TASK ITEM:
Given the entries below, please return each one exactly.

STUDY MATERIAL:
# # # #

//! HTTP-based integration tests for the CoinGecko price source.
//!
//! Uses `wiremock` to stand in for the `simple/price` endpoint.

use serde_json::json;
use solana_tip_engine::domain::{AppError, ExternalServiceError, PriceQuoteSource};
use solana_tip_engine::infra::CoinGeckoPriceSource;
use wiremock::{
    Mock, MockServer, ResponseTemplate,
    matchers::{method, path, query_param},
};

fn source(server: &MockServer) -> CoinGeckoPriceSource {
    CoinGeckoPriceSource::new(Some(server.uri()), None).unwrap()
}

#[tokio::test]
async fn test_fetch_rate_success() {
    let mock_server = MockServer::start().await;

    Mock::given(method("GET"))
        .and(path("/simple/price"))
        .and(query_param("ids", "solana"))
        .and(query_param("vs_currencies", "usd"))
        .respond_with(ResponseTemplate::new(200).set_body_json(json!({
            "solana": { "usd": 142.37 }
        })))
        .expect(1)
        .mount(&mock_server)
        .await;

    let rate = source(&mock_server).fetch_rate().await.unwrap();
    assert!((rate - 142.37).abs() < f64::EPSILON);
}

#[tokio::test]
async fn test_fetch_rate_custom_asset() {
    let mock_server = MockServer::start().await;

    Mock::given(method("GET"))
        .and(path("/simple/price"))
        .and(query_param("ids", "wrapped-solana"))
        .respond_with(ResponseTemplate::new(200).set_body_json(json!({
            "wrapped-solana": { "usd": 99.5 }
        })))
        .mount(&mock_server)
        .await;

    let source =
        CoinGeckoPriceSource::new(Some(mock_server.uri()), Some("wrapped-solana".to_string()))
            .unwrap();
    let rate = source.fetch_rate().await.unwrap();
    assert!((rate - 99.5).abs() < f64::EPSILON);
}

#[tokio::test]
async fn test_fetch_rate_api_error_500() {
    let mock_server = MockServer::start().await;

    Mock::given(method("GET"))
        .respond_with(ResponseTemplate::new(500).set_body_string("Internal Server Error"))
        .mount(&mock_server)
        .await;

    let result = source(&mock_server).fetch_rate().await;
    match result {
        Err(AppError::ExternalService(ExternalServiceError::ApiError {
            status_code,
            message,
        })) => {
            assert_eq!(status_code, 500);
            assert_eq!(message, "Internal Server Error");
        }
        other => panic!("Expected ApiError, got {:?}", other),
    }
}

#[tokio::test]
async fn test_fetch_rate_rate_limited() {
    let mock_server = MockServer::start().await;

    Mock::given(method("GET"))
        .respond_with(ResponseTemplate::new(429).set_body_json(json!({
            "status": { "error_code": 429, "error_message": "You've exceeded the Rate Limit" }
        })))
        .mount(&mock_server)
        .await;

    let result = source(&mock_server).fetch_rate().await;
    assert!(matches!(
        result,
        Err(AppError::ExternalService(ExternalServiceError::ApiError {
            status_code: 429,
            ..
        }))
    ));
}

#[tokio::test]
async fn test_fetch_rate_invalid_json() {
    let mock_server = MockServer::start().await;

    Mock::given(method("GET"))
        .respond_with(ResponseTemplate::new(200).set_body_string("not valid json"))
        .mount(&mock_server)
        .await;

    let result = source(&mock_server).fetch_rate().await;
    assert!(matches!(
        result,
        Err(AppError::ExternalService(ExternalServiceError::ParseError(_)))
    ));
}

#[tokio::test]
async fn test_fetch_rate_missing_asset() {
    let mock_server = MockServer::start().await;

    Mock::given(method("GET"))
        .respond_with(ResponseTemplate::new(200).set_body_json(json!({})))
        .mount(&mock_server)
        .await;

    let result = source(&mock_server).fetch_rate().await;
    match result {
        Err(AppError::ExternalService(ExternalServiceError::ParseError(msg))) => {
            assert!(msg.contains("solana"));
        }
        other => panic!("Expected ParseError, got {:?}", other),
    }
}

#[tokio::test]
async fn test_fetch_rate_rejects_non_positive_quote() {
    let mock_server = MockServer::start().await;

    Mock::given(method("GET"))
        .respond_with(ResponseTemplate::new(200).set_body_json(json!({
            "solana": { "usd": 0.0 }
        })))
        .mount(&mock_server)
        .await;

    let result = source(&mock_server).fetch_rate().await;
    assert!(matches!(
        result,
        Err(AppError::ExternalService(ExternalServiceError::ParseError(_)))
    ));
}

#[tokio::test]
async fn test_fetch_rate_network_error() {
    let source =
        CoinGeckoPriceSource::new(Some("http://127.0.0.1:1".to_string()), None).unwrap();

    let result = source.fetch_rate().await;
    assert!(matches!(
        result,
        Err(AppError::ExternalService(ExternalServiceError::Network(_)))
    ));
}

# # # #

ANSWER BELOW:
//! HTTP-based integration tests for the CoinGecko price source.
//!
//! Uses `wiremock` to stand in for the `simple/price` endpoint.

use serde_json::json;
use solana_tip_engine::domain::{AppError, ExternalServiceError, PriceQuoteSource};
use solana_tip_engine::infra::CoinGeckoPriceSource;
use wiremock::{
    Mock, MockServer, ResponseTemplate,
    matchers::{method, path, query_param},
};

fn source(server: &MockServer) -> CoinGeckoPriceSource {
    CoinGeckoPriceSource::new(Some(server.uri()), None).unwrap()
}

#[tokio::test]
async fn test_fetch_rate_success() {
    let mock_server = MockServer::start().await;

    Mock::given(method("GET"))
        .and(path("/simple/price"))
        .and(query_param("ids", "solana"))
        .and(query_param("vs_currencies", "usd"))
        .respond_with(ResponseTemplate::new(200).set_body_json(json!({
            "solana": { "usd": 142.37 }
        })))
        .expect(1)
        .mount(&mock_server)
        .await;

    let rate = source(&mock_server).fetch_rate().await.unwrap();
    assert!((rate - 142.37).abs() < f64::EPSILON);
}

#[tokio::test]
async fn test_fetch_rate_custom_asset() {
    let mock_server = MockServer::start().await;

    Mock::given(method("GET"))
        .and(path("/simple/price"))
        .and(query_param("ids", "wrapped-solana"))
        .respond_with(ResponseTemplate::new(200).set_body_json(json!({
            "wrapped-solana": { "usd": 99.5 }
        })))
        .mount(&mock_server)
        .await;

    let source =
        CoinGeckoPriceSource::new(Some(mock_server.uri()), Some("wrapped-solana".to_string()))
            .unwrap();
    let rate = source.fetch_rate().await.unwrap();
    assert!((rate - 99.5).abs() < f64::EPSILON);
}

#[tokio::test]
async fn test_fetch_rate_api_error_500() {
    let mock_server = MockServer::start().await;

    Mock::given(method("GET"))
        .respond_with(ResponseTemplate::new(500).set_body_string("Internal Server Error"))
        .mount(&mock_server)
        .await;

    let result = source(&mock_server).fetch_rate().await;
    match result {
        Err(AppError::ExternalService(ExternalServiceError::ApiError {
            status_code,
            message,
        })) => {
            assert_eq!(status_code, 500);
            assert_eq!(message, "Internal Server Error");
        }
        other => panic!("Expected ApiError, got {:?}", other),
    }
}

#[tokio::test]
async fn test_fetch_rate_rate_limited() {
    let mock_server = MockServer::start().await;

    Mock::given(method("GET"))
        .respond_with(ResponseTemplate::new(429).set_body_json(json!({
            "status": { "error_code": 429, "error_message": "You've exceeded the Rate Limit" }
        })))
        .mount(&mock_server)
        .await;

    let result = source(&mock_server).fetch_rate().await;
    assert!(matches!(
        result,
        Err(AppError::ExternalService(ExternalServiceError::ApiError {
            status_code: 429,
            ..
        }))
    ));
}

#[tokio::test]
async fn test_fetch_rate_invalid_json() {
    let mock_server = MockServer::start().await;

    Mock::given(method("GET"))
        .respond_with(ResponseTemplate::new(200).set_body_string("not valid json"))
        .mount(&mock_server)
        .await;

    let result = source(&mock_server).fetch_rate().await;
    assert!(matches!(
        result,
        Err(AppError::ExternalService(ExternalServiceError::ParseError(_)))
    ));
}

#[tokio::test]
async fn test_fetch_rate_missing_asset() {
    let mock_server = MockServer::start().await;

    Mock::given(method("GET"))
        .respond_with(ResponseTemplate::new(200).set_body_json(json!({})))
        .mount(&mock_server)
        .await;

    let result = source(&mock_server).fetch_rate().await;
    match result {
        Err(AppError::ExternalService(ExternalServiceError::ParseError(msg))) => {
            assert!(msg.contains("solana"));
        }
        other => panic!("Expected ParseError, got {:?}", other),
    }
}

#[tokio::test]
async fn test_fetch_rate_rejects_non_positive_quote() {
    let mock_server = MockServer::start().await;

    Mock::given(method("GET"))
        .respond_with(ResponseTemplate::new(200).set_body_json(json!({
            "solana": { "usd": 0.0 }
        })))
        .mount(&mock_server)
        .await;

    let result = source(&mock_server).fetch_rate().await;
    assert!(matches!(
        result,
        Err(AppError::ExternalService(ExternalServiceError::ParseError(_)))
    ));
}

#[tokio::test]
async fn test_fetch_rate_network_error() {
    let source =
        CoinGeckoPriceSource::new(Some("http://127.0.0.1:1".to_string()), None).unwrap();

    let result = source.fetch_rate().await;
    assert!(matches!(
        result,
        Err(AppError::ExternalService(ExternalServiceError::Network(_)))
    ));
}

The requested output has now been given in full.